//! Container configuration as persisted alongside each VM.
//!
//! An [`ExecutorConfig`] describes everything the in-guest supervisor needs to
//! run a container: one or more sessions (the primary one shares the container
//! id), network endpoints, and creation metadata. The backend adapter decodes
//! it from the VM's property store; this crate only ever sees the decoded form.

use std::collections::BTreeMap;

use serde::{Deserialize, Serialize};
use tracing::warn;

use crate::error::{Error, Result};
use crate::signal::Signal;

/// Command line of a session.
#[derive(Debug, Clone, Default, PartialEq, Eq, Serialize, Deserialize)]
#[serde(default)]
pub struct Cmd {
    /// Executable path.
    pub path: String,
    /// Full argv, including the executable as `args[0]`.
    pub args: Vec<String>,
    /// Environment in `KEY=value` form.
    pub env: Vec<String>,
    /// Working directory.
    pub dir: String,
}

/// One process managed by the in-guest supervisor.
#[derive(Debug, Clone, Default, PartialEq, Eq, Serialize, Deserialize)]
#[serde(default)]
pub struct SessionConfig {
    pub id: String,
    pub name: String,
    pub cmd: Cmd,
    /// Allocate a TTY.
    pub tty: bool,
    /// Attach stdio through the backchannel.
    pub attach: bool,
    /// Whether the supervisor should launch this session.
    pub active: bool,
    /// First signal used by graceful shutdown (empty means TERM).
    pub stop_signal: String,
    /// Launch status published by the guest: `"true"` or an error detail.
    pub started: String,
    pub exit_status: i32,
    /// Unix seconds.
    pub start_time: i64,
    /// Unix seconds.
    pub stop_time: i64,
}

/// A network endpoint attached to the container.
#[derive(Debug, Clone, Default, PartialEq, Eq, Serialize, Deserialize)]
#[serde(default)]
pub struct NetworkEndpoint {
    pub name: String,
    /// Published ports, e.g. `8080:80/tcp`.
    pub ports: Vec<String>,
    pub ip: Option<String>,
}

#[derive(Debug, Clone, Default, PartialEq, Eq, Serialize, Deserialize)]
#[serde(default)]
pub struct Diagnostics {
    /// Number of times the supervisor restarted after a crash.
    pub resurrection_count: u32,
}

/// Declared configuration of a container.
#[derive(Debug, Clone, Default, PartialEq, Eq, Serialize, Deserialize)]
#[serde(default)]
pub struct ExecutorConfig {
    pub id: String,
    pub name: String,
    /// Unix seconds.
    pub create_time: i64,
    /// Version of the component that created the container.
    pub version: String,
    /// Persistent sessions, launched on every boot.
    pub sessions: BTreeMap<String, SessionConfig>,
    /// Ephemeral sessions, only valid for the current boot.
    pub execs: BTreeMap<String, SessionConfig>,
    pub networks: BTreeMap<String, NetworkEndpoint>,
    pub annotations: BTreeMap<String, String>,
    pub layer_id: String,
    pub repo_name: String,
    pub diagnostics: Diagnostics,
}

impl ExecutorConfig {
    /// The session sharing the container id.
    #[must_use]
    pub fn primary_session(&self) -> Option<&SessionConfig> {
        self.sessions.get(&self.id)
    }

    /// True once the guest has reported a launch for any persistent session.
    #[must_use]
    pub fn has_started(&self) -> bool {
        self.sessions.values().any(|s| !s.started.is_empty())
    }

    /// Ordered stop signals for graceful shutdown, always ending in KILL.
    #[must_use]
    pub fn stop_signals(&self) -> Vec<Signal> {
        let configured = self
            .primary_session()
            .map(|s| s.stop_signal.as_str())
            .unwrap_or_default();

        let first = if configured.is_empty() {
            Signal::Term
        } else {
            configured.parse().unwrap_or_else(|_| {
                warn!(id = %self.id, signal = %configured, "unknown stop signal, using TERM");
                Signal::Term
            })
        };

        if first == Signal::Kill {
            vec![Signal::Kill]
        } else {
            vec![first, Signal::Kill]
        }
    }
}

/// Caller-supplied parameters for a new container.
#[derive(Debug, Clone, Default, Serialize, Deserialize)]
#[serde(default)]
pub struct CreateConfig {
    pub name: String,
    pub path: String,
    pub args: Vec<String>,
    pub env: Vec<String>,
    pub working_dir: String,
    pub tty: bool,
    pub attach: bool,
    pub stop_signal: String,
    pub image: String,
    pub repo_name: String,
    pub annotations: BTreeMap<String, String>,
    pub networks: BTreeMap<String, NetworkEndpoint>,
}

impl CreateConfig {
    /// Rejects configurations the supervisor could never run.
    pub fn validate(&self) -> Result<()> {
        if self.name.is_empty() {
            return Err(Error::InvalidInput("container name cannot be empty".into()));
        }
        if self.path.is_empty() {
            return Err(Error::InvalidInput("command path cannot be empty".into()));
        }
        if !self.stop_signal.is_empty() {
            self.stop_signal.parse::<Signal>()?;
        }
        Ok(())
    }

    /// Builds the persisted configuration for container `id`.
    #[must_use]
    pub fn into_executor_config(self, id: &str) -> ExecutorConfig {
        let mut args = Vec::with_capacity(self.args.len() + 1);
        args.push(self.path.clone());
        args.extend(self.args);

        let primary = SessionConfig {
            id: id.to_string(),
            name: self.name.clone(),
            cmd: Cmd {
                path: self.path,
                args,
                env: self.env,
                dir: self.working_dir,
            },
            tty: self.tty,
            attach: self.attach,
            active: true,
            stop_signal: self.stop_signal,
            ..Default::default()
        };

        let mut sessions = BTreeMap::new();
        sessions.insert(id.to_string(), primary);

        ExecutorConfig {
            id: id.to_string(),
            name: self.name,
            create_time: chrono::Utc::now().timestamp(),
            version: env!("CARGO_PKG_VERSION").to_string(),
            sessions,
            execs: BTreeMap::new(),
            networks: self.networks,
            annotations: self.annotations,
            layer_id: self.image,
            repo_name: self.repo_name,
            diagnostics: Diagnostics::default(),
        }
    }
}

/// Generates a new container id (32 lowercase hex characters).
#[must_use]
pub fn new_container_id() -> String {
    uuid::Uuid::new_v4().simple().to_string()
}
········
▸ **What you will do**
Write out every entry again, exactly as it appears.

▸ **Exercise response**
//! Container configuration as persisted alongside each VM.
//!
//! An [`ExecutorConfig`] describes everything the in-guest supervisor needs to
//! run a container: one or more sessions (the primary one shares the container
//! id), network endpoints, and creation metadata. The backend adapter decodes
//! it from the VM's property store; this crate only ever sees the decoded form.

use std::collections::BTreeMap;

use serde::{Deserialize, Serialize};
use tracing::warn;

use crate::error::{Error, Result};
use crate::signal::Signal;

/// Command line of a session.
#[derive(Debug, Clone, Default, PartialEq, Eq, Serialize, Deserialize)]
#[serde(default)]
pub struct Cmd {
    /// Executable path.
    pub path: String,
    /// Full argv, including the executable as `args[0]`.
    pub args: Vec<String>,
    /// Environment in `KEY=value` form.
    pub env: Vec<String>,
    /// Working directory.
    pub dir: String,
}

/// One process managed by the in-guest supervisor.
#[derive(Debug, Clone, Default, PartialEq, Eq, Serialize, Deserialize)]
#[serde(default)]
pub struct SessionConfig {
    pub id: String,
    pub name: String,
    pub cmd: Cmd,
    /// Allocate a TTY.
    pub tty: bool,
    /// Attach stdio through the backchannel.
    pub attach: bool,
    /// Whether the supervisor should launch this session.
    pub active: bool,
    /// First signal used by graceful shutdown (empty means TERM).
    pub stop_signal: String,
    /// Launch status published by the guest: `"true"` or an error detail.
    pub started: String,
    pub exit_status: i32,
    /// Unix seconds.
    pub start_time: i64,
    /// Unix seconds.
    pub stop_time: i64,
}

/// A network endpoint attached to the container.
#[derive(Debug, Clone, Default, PartialEq, Eq, Serialize, Deserialize)]
#[serde(default)]
pub struct NetworkEndpoint {
    pub name: String,
    /// Published ports, e.g. `8080:80/tcp`.
    pub ports: Vec<String>,
    pub ip: Option<String>,
}

#[derive(Debug, Clone, Default, PartialEq, Eq, Serialize, Deserialize)]
#[serde(default)]
pub struct Diagnostics {
    /// Number of times the supervisor restarted after a crash.
    pub resurrection_count: u32,
}

/// Declared configuration of a container.
#[derive(Debug, Clone, Default, PartialEq, Eq, Serialize, Deserialize)]
#[serde(default)]
pub struct ExecutorConfig {
    pub id: String,
    pub name: String,
    /// Unix seconds.
    pub create_time: i64,
    /// Version of the component that created the container.
    pub version: String,
    /// Persistent sessions, launched on every boot.
    pub sessions: BTreeMap<String, SessionConfig>,
    /// Ephemeral sessions, only valid for the current boot.
    pub execs: BTreeMap<String, SessionConfig>,
    pub networks: BTreeMap<String, NetworkEndpoint>,
    pub annotations: BTreeMap<String, String>,
    pub layer_id: String,
    pub repo_name: String,
    pub diagnostics: Diagnostics,
}

impl ExecutorConfig {
    /// The session sharing the container id.
    #[must_use]
    pub fn primary_session(&self) -> Option<&SessionConfig> {
        self.sessions.get(&self.id)
    }

    /// True once the guest has reported a launch for any persistent session.
    #[must_use]
    pub fn has_started(&self) -> bool {
        self.sessions.values().any(|s| !s.started.is_empty())
    }

    /// Ordered stop signals for graceful shutdown, always ending in KILL.
    #[must_use]
    pub fn stop_signals(&self) -> Vec<Signal> {
        let configured = self
            .primary_session()
            .map(|s| s.stop_signal.as_str())
            .unwrap_or_default();

        let first = if configured.is_empty() {
            Signal::Term
        } else {
            configured.parse().unwrap_or_else(|_| {
                warn!(id = %self.id, signal = %configured, "unknown stop signal, using TERM");
                Signal::Term
            })
        };

        if first == Signal::Kill {
            vec![Signal::Kill]
        } else {
            vec![first, Signal::Kill]
        }
    }
}

/// Caller-supplied parameters for a new container.
#[derive(Debug, Clone, Default, Serialize, Deserialize)]
#[serde(default)]
pub struct CreateConfig {
    pub name: String,
    pub path: String,
    pub args: Vec<String>,
    pub env: Vec<String>,
    pub working_dir: String,
    pub tty: bool,
    pub attach: bool,
    pub stop_signal: String,
    pub image: String,
    pub repo_name: String,
    pub annotations: BTreeMap<String, String>,
    pub networks: BTreeMap<String, NetworkEndpoint>,
}

impl CreateConfig {
    /// Rejects configurations the supervisor could never run.
    pub fn validate(&self) -> Result<()> {
        if self.name.is_empty() {
            return Err(Error::InvalidInput("container name cannot be empty".into()));
        }
        if self.path.is_empty() {
            return Err(Error::InvalidInput("command path cannot be empty".into()));
        }
        if !self.stop_signal.is_empty() {
            self.stop_signal.parse::<Signal>()?;
        }
        Ok(())
    }

    /// Builds the persisted configuration for container `id`.
    #[must_use]
    pub fn into_executor_config(self, id: &str) -> ExecutorConfig {
        let mut args = Vec::with_capacity(self.args.len() + 1);
        args.push(self.path.clone());
        args.extend(self.args);

        let primary = SessionConfig {
            id: id.to_string(),
            name: self.name.clone(),
            cmd: Cmd {
                path: self.path,
                args,
                env: self.env,
                dir: self.working_dir,
            },
            tty: self.tty,
            attach: self.attach,
            active: true,
            stop_signal: self.stop_signal,
            ..Default::default()
        };

        let mut sessions = BTreeMap::new();
        sessions.insert(id.to_string(), primary);

        ExecutorConfig {
            id: id.to_string(),
            name: self.name,
            create_time: chrono::Utc::now().timestamp(),
            version: env!("CARGO_PKG_VERSION").to_string(),
            sessions,
            execs: BTreeMap::new(),
            networks: self.networks,
            annotations: self.annotations,
            layer_id: self.image,
            repo_name: self.repo_name,
            diagnostics: Diagnostics::default(),
        }
    }
}

/// Generates a new container id (32 lowercase hex characters).
#[must_use]
pub fn new_container_id() -> String {
    uuid::Uuid::new_v4().simple().to_string()
}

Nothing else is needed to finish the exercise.